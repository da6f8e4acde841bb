use crate::utils::*;
use clap::{Args, ValueEnum};
use lamppa_core as game;
use yew::prelude::*;

#[derive(Copy, Clone, Debug, PartialEq, Eq, ValueEnum)]
pub(crate) enum PresetArg {
    /// 9x8 board
    Classic,
    /// 5x5 board
    Compact,
}

impl From<PresetArg> for game::Preset {
    fn from(preset: PresetArg) -> Self {
        match preset {
            PresetArg::Classic => Self::Classic,
            PresetArg::Compact => Self::Compact,
        }
    }
}

#[derive(Args, Properties, Debug, Clone, PartialEq)]
pub(crate) struct GameProps {
    /// Starting board, individual flags override it
    #[arg(short, long, value_enum, default_value_t = PresetArg::Classic)]
    preset: PresetArg,

    /// Board width in cells
    #[arg(long, value_parser = parse_lenient, allow_hyphen_values = true)]
    width: Option<i64>,

    /// Board height in cells
    #[arg(long, value_parser = parse_lenient, allow_hyphen_values = true)]
    height: Option<i64>,

    /// How many random toggles make up a new puzzle
    #[arg(long, value_parser = parse_lenient, allow_hyphen_values = true)]
    scrambles: Option<i64>,

    /// Edge of one cell in pixels
    #[arg(long, value_parser = parse_lenient, allow_hyphen_values = true)]
    cell_size: Option<i64>,

    /// Force a seed instead of random
    #[arg(short, long)]
    seed: Option<u64>,
}

impl GameProps {
    pub(crate) fn game_config(&self) -> game::Result<game::GameConfig> {
        let base = game::Preset::from(self.preset).config();
        game::GameConfig::from_raw(
            self.width.unwrap_or(base.size.0.into()),
            self.height.unwrap_or(base.size.1.into()),
            self.scrambles.unwrap_or(base.scrambles.into()),
            self.cell_size.unwrap_or(base.cell_size.into()),
        )
    }

    pub(crate) fn seed(&self) -> Option<u64> {
        self.seed
    }
}

/// Distance of a client coordinate from a possibly fractional board edge.
fn offset_from(client: i32, edge: f64) -> i32 {
    (f64::from(client) - edge).floor() as i32
}

/// Keyboard bindings: `q` or escape quits, space deals a new puzzle.
pub(crate) fn key_action(key: &str) -> Option<game::Action> {
    match key {
        "q" | "Q" | "Escape" => Some(game::Action::Quit),
        " " => Some(game::Action::Reset),
        _ => None,
    }
}

#[derive(Clone, Debug, PartialEq)]
pub(crate) enum Msg {
    Apply(game::Action),
    BoardClick { client_x: i32, client_y: i32 },
}

#[derive(Properties, Clone, PartialEq)]
struct CellProps {
    cell: game::Cell,
    size: u16,
}

#[function_component(CellView)]
fn cell_component(props: &CellProps) -> Html {
    let CellProps { cell, size } = props.clone();

    let class = classes!("cell", if cell.is_on() { "on" } else { "off" });
    let style = format!("width: {size}px; height: {size}px;");

    html! {
        <td {class} {style}/>
    }
}

#[derive(Debug)]
pub(crate) struct GameView {
    game: game::Result<game::Session>,
    board_ref: NodeRef,
    root_ref: NodeRef,
}

impl GameView {
    fn create_session(props: &GameProps) -> game::Result<game::Session> {
        let config = props.game_config()?;
        let seed = props.seed().unwrap_or_else(js_random_seed);
        log::debug!("seed: {}", seed);
        game::Session::new(config, seed)
    }

    fn apply(&mut self, action: game::Action) -> bool {
        let Ok(session) = &mut self.game else {
            return false;
        };

        match session.apply(action) {
            Ok(outcome) => {
                log::trace!("{:?} -> {:?}", action, outcome);
                outcome.has_update()
            }
            Err(err) => {
                log::debug!("{:?} rejected: {}", action, err);
                false
            }
        }
    }

    /// Turns a viewport click into an offset from the board's top-left corner.
    fn board_offset(&self, client_x: i32, client_y: i32) -> Option<(i32, i32)> {
        let board = self.board_ref.cast::<web_sys::Element>()?;
        let rect = board.get_bounding_client_rect();
        Some((
            offset_from(client_x, rect.left()),
            offset_from(client_y, rect.top()),
        ))
    }

    fn view_board(&self, ctx: &Context<Self>, session: &game::Session) -> Html {
        let (cols, rows) = session.size();
        let cell_size = session.config().cell_size;

        let onclick = ctx.link().callback(|e: MouseEvent| Msg::BoardClick {
            client_x: e.client_x(),
            client_y: e.client_y(),
        });
        let cb_reset = ctx.link().callback(|e: MouseEvent| {
            e.stop_propagation();
            Msg::Apply(game::Action::Reset)
        });

        let state_class = match session.state() {
            game::SessionState::Scrambled => "not-started",
            game::SessionState::Playing => "in-progress",
            game::SessionState::Won => "win",
            game::SessionState::Ended => "ended",
        };

        html! {
            <>
                <table ref={self.board_ref.clone()} class={classes!(state_class)} {onclick}>
                    {
                        for (0..rows).map(|y| html! {
                            <tr>
                                {
                                    for (0..cols).map(|x| {
                                        let cell = session.cell_at((x, y)).unwrap_or_default();
                                        html! { <CellView {cell} size={cell_size}/> }
                                    })
                                }
                            </tr>
                        })
                    }
                </table>
                <nav>
                    <span class="status">{session.status().to_string()}</span>
                    <button onclick={cb_reset} disabled={session.state().is_ended()}>{"New puzzle"}</button>
                </nav>
            </>
        }
    }
}

impl Component for GameView {
    type Message = Msg;
    type Properties = GameProps;

    fn create(ctx: &Context<Self>) -> Self {
        let game = Self::create_session(ctx.props());
        if let Err(err) = &game {
            log::error!("could not start game: {}", err);
        }

        Self {
            game,
            board_ref: NodeRef::default(),
            root_ref: NodeRef::default(),
        }
    }

    fn update(&mut self, _ctx: &Context<Self>, msg: Self::Message) -> bool {
        use Msg::*;

        match msg {
            Apply(action) => self.apply(action),
            BoardClick { client_x, client_y } => match self.board_offset(client_x, client_y) {
                Some((x, y)) => self.apply(game::Action::ActivatePixel { x, y }),
                None => false,
            },
        }
    }

    fn rendered(&mut self, _ctx: &Context<Self>, first_render: bool) {
        if first_render {
            if let Some(root) = self.root_ref.cast::<web_sys::HtmlElement>() {
                if let Err(err) = root.focus() {
                    log::warn!("could not focus board: {:?}", err);
                }
            }
        }
    }

    fn view(&self, ctx: &Context<Self>) -> Html {
        let onkeydown = ctx.link().batch_callback(|e: KeyboardEvent| {
            let action = key_action(&e.key());
            if action.is_some() {
                e.prevent_default();
            }
            action.map(Msg::Apply)
        });

        let content = match &self.game {
            Ok(session) => self.view_board(ctx, session),
            Err(err) => html! {
                <p class="error">{format!("Could not start game: {}", err)}</p>
            },
        };

        html! {
            <div class="lamppa" ref={self.root_ref.clone()} tabindex="0" {onkeydown}
                oncontextmenu={Callback::from(move |e: MouseEvent| e.prevent_default())}>
                {content}
            </div>
        }
    }
}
* * * * *
▸ WORK REQUEST: Search the listing above for "rect" and copy every line that has it.

▸ RESULT OF THIS TASK:
        let rect = board.get_bounding_client_rect();
            offset_from(client_x, rect.left()),
            offset_from(client_y, rect.top()),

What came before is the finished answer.